Im Herbst 2002 wurde Imre Kertész mit dem Nobelpreis für Literatur ausgezeichnet . Gewürdigt wurde damit auch sein Roman "Ich- ein anderer". Das Hörbuch hierzu erschien 2003 beim Hörverlag . Nicht nur der Titel "Ich- ein anderer" lädt zum Hören ein. " Die Covergestaltung ist nicht minder ansprechend.

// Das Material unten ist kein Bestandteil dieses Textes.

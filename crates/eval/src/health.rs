//! Health rules: per-resource `Healthy` and the owner-level `ResourcesHealthy` rollup.

use carto_core::condition_manager::ConditionManager;
use carto_core::conditions::{self, condition, ConditionStatus};
use carto_core::status::{RealizedResource, ResourceStatus};
use carto_core::template::{HealthMatchFieldRequirement, HealthMatchRule, HealthRule, MultiMatchHealthRule, TemplateKind};
use carto_core::Condition;
use serde_json::Value;

use crate::jsonpath;
use crate::output::text;
use crate::selector::field_matches;

fn healthy(status: ConditionStatus, reason: &str, message: impl Into<String>) -> Condition {
    condition(conditions::HEALTHY, status, reason, message)
}

fn object_condition<'a>(obj: &'a Value, type_: &str) -> Option<&'a Value> {
    obj.pointer("/status/conditions")?
        .as_array()?
        .iter()
        .find(|c| c.get("type").and_then(Value::as_str) == Some(type_))
}

fn field<'a>(c: &'a Value, key: &str) -> &'a str {
    c.get(key).and_then(Value::as_str).unwrap_or_default()
}

/// Compute the `Healthy` condition for one resource.
pub fn determine_health(rule: Option<&HealthRule>, realized: Option<&RealizedResource>, stamped: Option<&Value>) -> Condition {
    let Some(rule) = rule else {
        let Some(realized) = realized else {
            return healthy(ConditionStatus::Unknown, conditions::NO_RESOURCE, "");
        };
        if !realized.outputs.is_empty() {
            return healthy(ConditionStatus::True, conditions::OUTPUT_AVAILABLE, "");
        }
        let plain = realized
            .template_ref
            .as_ref()
            .map(|t| t.kind == TemplateKind::Template.kind())
            .unwrap_or(false);
        if plain {
            return healthy(ConditionStatus::True, conditions::ALWAYS_HEALTHY, "");
        }
        return healthy(ConditionStatus::Unknown, conditions::OUTPUT_NOT_AVAILABLE, "");
    };

    if rule.always_healthy.is_some() {
        return healthy(ConditionStatus::True, conditions::ALWAYS_HEALTHY, "");
    }
    match (stamped, rule.single_condition_type.as_deref(), rule.multi_match.as_ref()) {
        (Some(obj), Some(type_), _) if !type_.is_empty() => single_condition(type_, obj),
        (Some(obj), _, Some(mm)) => multi_match(mm, obj),
        _ => healthy(ConditionStatus::Unknown, conditions::UNKNOWN, ""),
    }
}

fn single_condition(type_: &str, obj: &Value) -> Condition {
    let reason = format!("{type_}Condition");
    match object_condition(obj, type_) {
        Some(c) => {
            let status = match field(c, "status") {
                "True" => ConditionStatus::True,
                "False" => ConditionStatus::False,
                _ => ConditionStatus::Unknown,
            };
            healthy(status, &reason, field(c, "message"))
        }
        None => healthy(
            ConditionStatus::Unknown,
            &reason,
            format!("condition with type [{type_}] not found on resource status"),
        ),
    }
}

fn field_message(req: &HealthMatchFieldRequirement, obj: &Value) -> String {
    let value = jsonpath::evaluate_single(&req.requirement.key, obj)
        .map(|v| text(&v))
        .unwrap_or_else(|_| "<error retrieving field value>".to_string());
    let path = req.message_path.as_deref().unwrap_or_default();
    let message = jsonpath::evaluate_single(path, obj)
        .map(|v| text(&v))
        .unwrap_or_else(|_| format!("unknown, error retrieving message path [{path}]"));
    format!("field value: {value}, message: {message}")
}

fn condition_message(c: &Value) -> String {
    format!("condition status: {}, message: {}", field(c, "status"), field(c, "message"))
}

fn multi_match(rule: &MultiMatchHealthRule, obj: &Value) -> Condition {
    if let Some(c) = any_unhealthy(&rule.unhealthy, obj) {
        return c;
    }
    if let Some(c) = all_healthy(&rule.healthy, obj) {
        return c;
    }
    healthy(ConditionStatus::Unknown, conditions::NO_MATCHES_FULFILLED, "")
}

fn any_unhealthy(rule: &HealthMatchRule, obj: &Value) -> Option<Condition> {
    for req in &rule.match_conditions {
        if let Some(c) = object_condition(obj, &req.type_).filter(|c| field(c, "status") == req.status) {
            return Some(healthy(ConditionStatus::False, conditions::MATCHED_CONDITION, condition_message(c)));
        }
    }
    for req in &rule.match_fields {
        if field_matches(&req.requirement, obj).unwrap_or(false) {
            return Some(healthy(ConditionStatus::False, conditions::MATCHED_FIELD, field_message(req, obj)));
        }
    }
    None
}

fn all_healthy(rule: &HealthMatchRule, obj: &Value) -> Option<Condition> {
    let mut first: Option<(&str, String)> = None;
    for req in &rule.match_conditions {
        let c = object_condition(obj, &req.type_).filter(|c| field(c, "status") == req.status)?;
        if first.is_none() {
            first = Some((conditions::MATCHED_CONDITION, condition_message(c)));
        }
    }
    for req in &rule.match_fields {
        if !field_matches(&req.requirement, obj).unwrap_or(false) {
            return None;
        }
        if first.is_none() {
            first = Some((conditions::MATCHED_FIELD, field_message(req, obj)));
        }
    }
    let (reason, message) =
        first.unwrap_or((conditions::MATCHED_RULES, "no healthy requirements declared".to_string()));
    Some(healthy(ConditionStatus::True, reason, message))
}

/// Fold every resource's `Healthy` into the owner's `ResourcesHealthy`.
pub fn owner_health_condition(resources: &[ResourceStatus], previous: &[Condition]) -> Condition {
    let prev = conditions::find(previous, conditions::RESOURCES_HEALTHY).cloned();
    let mut manager = ConditionManager::new(conditions::RESOURCES_HEALTHY, &[]);
    for r in resources {
        if let Some(c) = conditions::find(&r.conditions, conditions::HEALTHY) {
            manager.add_positive(c.clone());
        }
    }
    let (mut all, _) = manager.finalize();
    let mut parent = all.pop().unwrap_or_else(|| condition(conditions::RESOURCES_HEALTHY, ConditionStatus::Unknown, conditions::UNKNOWN, ""));
    parent.reason = conditions::HEALTHY_CONDITION_RULE.to_string();
    if let Some(prev) = prev.filter(|p| conditions::same_state(p, &parent)) {
        parent.last_transition_time = prev.last_transition_time;
    }
    parent
}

Der Ausschnitt eines Treppenhauses aus der Vogelperspektive , mehrfach übereinandergeschichtet und mit einem Klebestreifen zusammengehalten, ist auf dem CD-Cover zu sehen. Sein ästhetisch reizvolles Design weist bereits auf Inhalt und Thema hin: Es geht um die Identitätssuche eines alten Mannes. Die tiefe und getragene Stimme von Dieter Mann passt zu den philosophischen Tiefen, in die Kertész auf einer Reise durch europäische Städte unweigerlich hinabzieht. Egal ob in Wien, Budapest oder Leipzig - überall schildert der Autor seine Beobachtungen. Mal hat der scharfsinnige Chronist Leute im Visier, die ein Lokal verlassen oder gewaltlüsterne Neonazis an einer Ampelkreuzung in Budapest. All diese Alltagsphänomene veranlassen zu tiefsinnigem Verweilen, regen zum lauten Denken, Erinnern und Fragen an. Nicht selten mit Sprüchen von Ludwig Wittgenstein oder Franz Kafka blickt der Ich-Erzähler hinter die Kulissen. Tief und bedenkenswert sind die lebensphilosophischen Einsichten. Dank des ständiges Wechsels wirken sie aber alles anderes als schwierig. Sie kommen eher unverbraucht, fast wohltuend daher. Wer fürchtet in einer trockenen Faktenwelt geistig zu verhungern, hört hier richtig. So erwähnt Kertész einen horror vacui , einen Zustand, welcher der Schöpfung vorausgehe und den er selbst empfindet. Wie abgestandener Teer komme er sich vor. Und gebrandmarkt sei er. Dies ist sein Elend, das er durch Schreiben überwindet. Deshalb ist seine Stigmatisierung aber auch gleichzeitig sein Kapital. Ein anderes Mal ist er davon überzeugt, dass man die Freiheit nicht an demselben Ort erlangen könne, wo man die Knechtschaft erlitten habe. 40 Jahre sei er inhaftiert gewesen. Nähere Umstände bleiben unbekannt, das Ungesagte, die subtilen Andeutungen zwischen den Zeilen sind jedoch umso reizvoller. Die immer wiederkehrende Frage nach dem "Wer bin ich" steht bei all dem im Mittelpunkt, und sie ist durch alle flüchtigen Streiflichter hinweg das gleichbleibende Motiv. Dank der überzeugenden Sprecherleistung von Dieter Mann regen sich auch beim Zuhören Vergleiche, Fragen: Ist die Suche nach seinem Ich nicht stellvertretend für die 2000- jährige Diaspora des jüdischen Volkes, dass sich ebenso nach Identität sehnt, dem gelobten Land? Egal. Jedenfalls Hörenswert!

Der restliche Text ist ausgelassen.